兎の眼

 目の前でテニスボールが行き交う中で、ブン太が噛んでいたフーセンガムが大きく膨らんだ。
「そんでさ、俺って天才的だから、思うワケよ」
 どう言う風に文脈を繋げればブン太が天才的になるのかは判らなかったが、まあこいつの口癖だからなと、細かい事は気にせずに流しておく事にした。
「ウサギさんって、かわいいだろ?」
 この歳になってウサギにさん付けするのはどうなんだってのと、どうして突然ウサギなんだってのと、瞬時に二種類のツッコミが浮かび上がって、どっちを優先すべきか悩んでいる間に、ブン太は話を進めてしまう。
「でも、赤也はかわいくねえ」
 ……まあ。
 それを完全に否定する気には、到底なれないが。
「なんでだろうな?」
 ブン太の言いたい事が判ったような判らないような、不思議な気持ちになって、俺は一瞬だけ、再び大きく膨らむブン太のフーセンガムに視線を落としてから、コートに目を向ける。
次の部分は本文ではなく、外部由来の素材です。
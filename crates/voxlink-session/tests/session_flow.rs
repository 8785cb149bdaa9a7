//! End-to-end session flow over the loopback transport with scripted
//! engines: negotiation, candidate attachment, greeting, transcription
//! ordering, and teardown.

use std::collections::VecDeque;
use std::sync::Arc;
use std::time::Duration;

use async_trait::async_trait;
use serde_json::Value;
use tokio::sync::{Mutex, mpsc};
use tokio::time::{sleep, timeout};

use voxlink_core::candidate::CandidateDescriptor;
use voxlink_core::config::Config;
use voxlink_core::context::{ContextMessage, Role};
use voxlink_core::error::{Result, VoxlinkError};
use voxlink_engines::{
    EngineFactory, LanguageGeneration, SpeechToText, TextToSpeech, Transcript,
};
use voxlink_session::{
    LoopbackClient, LoopbackTransport, LoopbackTransportFactory, NegotiationService,
    SessionRegistry, SessionState,
};

const WAIT: Duration = Duration::from_secs(2);

/// Returns one scripted batch of transcripts per `feed` call.
struct ScriptedStt {
    batches: VecDeque<Vec<Transcript>>,
}

#[async_trait]
impl SpeechToText for ScriptedStt {
    async fn feed(&mut self, _pcm: &[u8]) -> Result<Vec<Transcript>> {
        Ok(self.batches.pop_front().unwrap_or_default())
    }

    async fn flush(&mut self) -> Result<Vec<Transcript>> {
        Ok(Vec::new())
    }
}

/// Echoes the last user message, or the greeting instruction when none
/// exists yet. Records every context snapshot it was called with.
struct ScriptedLlm {
    snapshots: Mutex<Vec<Vec<ContextMessage>>>,
}

#[async_trait]
impl LanguageGeneration for ScriptedLlm {
    async fn generate(&self, context: &[ContextMessage]) -> Result<String> {
        self.snapshots.lock().await.push(context.to_vec());
        let reply = context
            .iter()
            .rev()
            .find(|m| m.role == Role::User)
            .map(|m| format!("You said: {}", m.content))
            .unwrap_or_else(|| {
                context
                    .iter()
                    .rev()
                    .find(|m| m.role == Role::System)
                    .map(|m| format!("Greeting per: {}", m.content))
                    .unwrap_or_default()
            });
        Ok(reply)
    }
}

/// Emits one fixed PCM chunk per reply.
struct ScriptedTts;

#[async_trait]
impl TextToSpeech for ScriptedTts {
    async fn synthesize(
        &self,
        _text: &str,
        chunk_tx: mpsc::UnboundedSender<Vec<u8>>,
    ) -> Result<()> {
        let _ = chunk_tx.send(vec![0u8; 320]);
        Ok(())
    }
}

struct ScriptedEngines {
    stt_batches: Vec<Vec<Transcript>>,
    llm: Arc<ScriptedLlm>,
}

impl ScriptedEngines {
    fn new(stt_batches: Vec<Vec<Transcript>>) -> Self {
        Self {
            stt_batches,
            llm: Arc::new(ScriptedLlm {
                snapshots: Mutex::new(Vec::new()),
            }),
        }
    }
}

impl EngineFactory for ScriptedEngines {
    fn speech_to_text(&self) -> Box<dyn SpeechToText> {
        Box::new(ScriptedStt {
            batches: self.stt_batches.clone().into(),
        })
    }

    fn language_generation(&self) -> Arc<dyn LanguageGeneration> {
        self.llm.clone()
    }

    fn text_to_speech(&self) -> Arc<dyn TextToSpeech> {
        Arc::new(ScriptedTts)
    }
}

fn final_transcript(text: &str) -> Transcript {
    Transcript {
        text: text.into(),
        is_final: Some(true),
    }
}

struct Harness {
    service: NegotiationService,
    registry: Arc<SessionRegistry>,
    llm: Arc<ScriptedLlm>,
    peers: mpsc::UnboundedReceiver<(Arc<LoopbackTransport>, LoopbackClient)>,
}

fn harness(stt_batches: Vec<Vec<Transcript>>) -> Harness {
    let registry = Arc::new(SessionRegistry::new());
    let (transports, peers) = LoopbackTransportFactory::new();
    let engines = Arc::new(ScriptedEngines::new(stt_batches));
    let llm = engines.llm.clone();
    let service = NegotiationService::new(
        registry.clone(),
        Arc::new(transports),
        engines,
        Arc::new(Config::default()),
    );
    Harness {
        service,
        registry,
        llm,
        peers,
    }
}

async fn next_message(client: &mut LoopbackClient) -> Value {
    timeout(WAIT, client.messages_rx.recv())
        .await
        .expect("timed out waiting for side-channel message")
        .expect("side-channel closed")
}

#[tokio::test]
async fn empty_offer_is_rejected_without_registration() {
    let h = harness(vec![]);
    let err = h.service.create_session("", "offer").await.unwrap_err();
    assert!(matches!(err, VoxlinkError::Negotiation(_)));
    assert!(h.registry.is_empty().await);
}

#[tokio::test]
async fn candidates_resolve_against_created_session() {
    let mut h = harness(vec![]);
    let answer = h.service.create_session("v=0", "offer").await.unwrap();
    assert_eq!(answer.answer_type, "answer");
    let (transport, _client) = h.peers.recv().await.unwrap();

    let batch = vec![
        CandidateDescriptor {
            candidate: "candidate:1 1 UDP 1 10.0.0.1 50000 typ host".into(),
            sdp_mid: Some("0".into()),
            sdp_mline_index: Some(0),
        },
        // End-of-candidates marker: skipped.
        CandidateDescriptor {
            candidate: "".into(),
            sdp_mid: None,
            sdp_mline_index: None,
        },
        // No media line attribution: skipped.
        CandidateDescriptor {
            candidate: "candidate:2".into(),
            sdp_mid: None,
            sdp_mline_index: None,
        },
    ];
    h.service
        .attach_candidates(&answer.session_id, &batch)
        .await
        .unwrap();

    let session = h.registry.get(&answer.session_id).await.unwrap();
    let queue = session.candidate_queue().await;
    assert_eq!(queue.len(), 1);
    assert!(queue[0].candidate.starts_with("candidate:1"));

    // The surviving candidate was applied to the handshake state, not just
    // queued.
    let applied = transport.applied_candidates().await;
    assert_eq!(applied, queue);
}

#[tokio::test]
async fn unknown_session_id_is_reported() {
    let h = harness(vec![]);
    let err = h
        .service
        .attach_candidates("unknown-id", &[])
        .await
        .unwrap_err();
    assert!(matches!(err, VoxlinkError::SessionNotFound(_)));
}

#[tokio::test]
async fn greeting_arrives_before_any_user_transcription() {
    let mut h = harness(vec![]);
    let answer = h.service.create_session("v=0", "offer").await.unwrap();
    let (_transport, mut client) = h.peers.recv().await.unwrap();

    h.service
        .start_session(&answer.session_id, Some("Alice".into()))
        .await
        .unwrap();
    client.connect().await;

    let first = next_message(&mut client).await;
    assert_eq!(first["type"], "text");
    assert_eq!(first["role"], "assistant");
    assert!(first["text"].as_str().unwrap().contains("Alice"));

    // The greeting is synthesized and sent back on the media channel.
    let audio = timeout(WAIT, client.audio_rx.recv()).await.unwrap();
    assert_eq!(audio.unwrap().len(), 320);
}

#[tokio::test]
async fn transcripts_and_replies_keep_pipeline_order() {
    let mut h = harness(vec![
        vec![final_transcript("first utterance")],
        vec![final_transcript("second utterance")],
    ]);
    let answer = h.service.create_session("v=0", "offer").await.unwrap();
    let (_transport, mut client) = h.peers.recv().await.unwrap();
    h.service
        .start_session(&answer.session_id, None)
        .await
        .unwrap();

    // No connect event: no greeting. Feed two audio chunks in order.
    client.audio_tx.send(vec![0u8; 640]).unwrap();
    let m1 = next_message(&mut client).await;
    assert_eq!(m1["type"], "transcription");
    assert_eq!(m1["role"], "user");
    assert_eq!(m1["text"], "first utterance");
    assert_eq!(m1["is_final"], true);

    let r1 = next_message(&mut client).await;
    assert_eq!(r1["type"], "text");
    assert_eq!(r1["text"], "You said: first utterance");
    timeout(WAIT, client.audio_rx.recv()).await.unwrap().unwrap();
    // Let the reply reach the assistant aggregator at the chain tail.
    sleep(Duration::from_millis(50)).await;

    client.audio_tx.send(vec![0u8; 640]).unwrap();
    let m2 = next_message(&mut client).await;
    assert_eq!(m2["text"], "second utterance");
    let r2 = next_message(&mut client).await;
    assert_eq!(r2["text"], "You said: second utterance");

    // Context order at the second generation call: each user entry precedes
    // the assistant entry generated in response to it.
    let snapshots = h.llm.snapshots.lock().await;
    let second = &snapshots[1];
    let tail: Vec<(Role, &str)> = second[2..]
        .iter()
        .map(|m| (m.role, m.content.as_str()))
        .collect();
    assert_eq!(
        tail,
        vec![
            (Role::User, "first utterance"),
            (Role::Assistant, "You said: first utterance"),
            (Role::User, "second utterance"),
        ]
    );
}

#[tokio::test]
async fn disconnect_closes_session_and_silences_side_channel() {
    let mut h = harness(vec![vec![final_transcript("hello")]]);
    let answer = h.service.create_session("v=0", "offer").await.unwrap();
    let (_transport, mut client) = h.peers.recv().await.unwrap();
    h.service
        .start_session(&answer.session_id, None)
        .await
        .unwrap();

    let session = h.registry.get(&answer.session_id).await.unwrap();
    assert_eq!(session.state().await, SessionState::Active);

    client.disconnect().await;

    // The registry entry disappears and the state machine lands in Closed.
    timeout(WAIT, async {
        while h.registry.get(&answer.session_id).await.is_some() {
            sleep(Duration::from_millis(10)).await;
        }
    })
    .await
    .unwrap();
    timeout(WAIT, async {
        while session.state().await != SessionState::Closed {
            sleep(Duration::from_millis(10)).await;
        }
    })
    .await
    .unwrap();

    // Audio fed after close produces no further side-channel traffic.
    let _ = client.audio_tx.send(vec![0u8; 640]);
    sleep(Duration::from_millis(100)).await;
    assert!(client.messages_rx.try_recv().is_err());

    // Operations against the closed id fail as not-found.
    let err = h
        .service
        .attach_candidates(&answer.session_id, &[])
        .await
        .unwrap_err();
    assert!(matches!(err, VoxlinkError::SessionNotFound(_)));
}

#[tokio::test]
async fn starting_a_session_twice_is_rejected() {
    let mut h = harness(vec![]);
    let answer = h.service.create_session("v=0", "offer").await.unwrap();
    let _peer = h.peers.recv().await.unwrap();

    h.service
        .start_session(&answer.session_id, None)
        .await
        .unwrap();
    let err = h
        .service
        .start_session(&answer.session_id, None)
        .await
        .unwrap_err();
    assert!(matches!(err, VoxlinkError::Negotiation(_)));
}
 一番奥のコートでは真田と柳が打ちあっている。それより手前で繰り広げられている打ち合いと、やっぱり格が違っていた。
 あいつらだったら、ブン太のこんな問いかけに、なんて答えるんだろう。つうか、答えねぇか。つうか、そもそも質問しねえか。
「お前は、ウサギのどこがかわいいと思う?」
「んー、やっぱ、口がバッテンなトコじゃねえの?」
「……ウサギの口はバツになってるか?」
「バッテンだって。お前知らねえの?」
「知らん」
 と言うか、それは俗に言う、絵本とかに出てくるナントカってキャラクターだけではないかと思ったんだが、面倒だから流す事にした。
「あとは、白くてふかふかしてぬくいトコとか」
 そうだな。
「耳が長いトコもかな」
 そうだな。
「しっぽが丸いトコもか?」
 ああ、それもありだろう。
「まあ、そんなトコかな」
「そうか。まあそんなところだろうな」
「そんで、なんだよ」
「だからつまり、ウサギが可愛い存在であるために、目が赤くある必要性は、どこにもないって事だろ」
 だから、赤也がウサギみたいに目が赤いからって、赤也がかわいいわけもない。
 フーセンガムが力なくしぼみ、ブン太の口の中に戻っていく。
 くちゃくちゃと数回噛まれてから、またぷくりと膨らんでいく。
「ばぁか! 判ってるっつの、そのくらいよ!」
 お前が聞いて来たくせに……。
 とツッコむのも面倒だから、俺はあっさり流してみる事にした。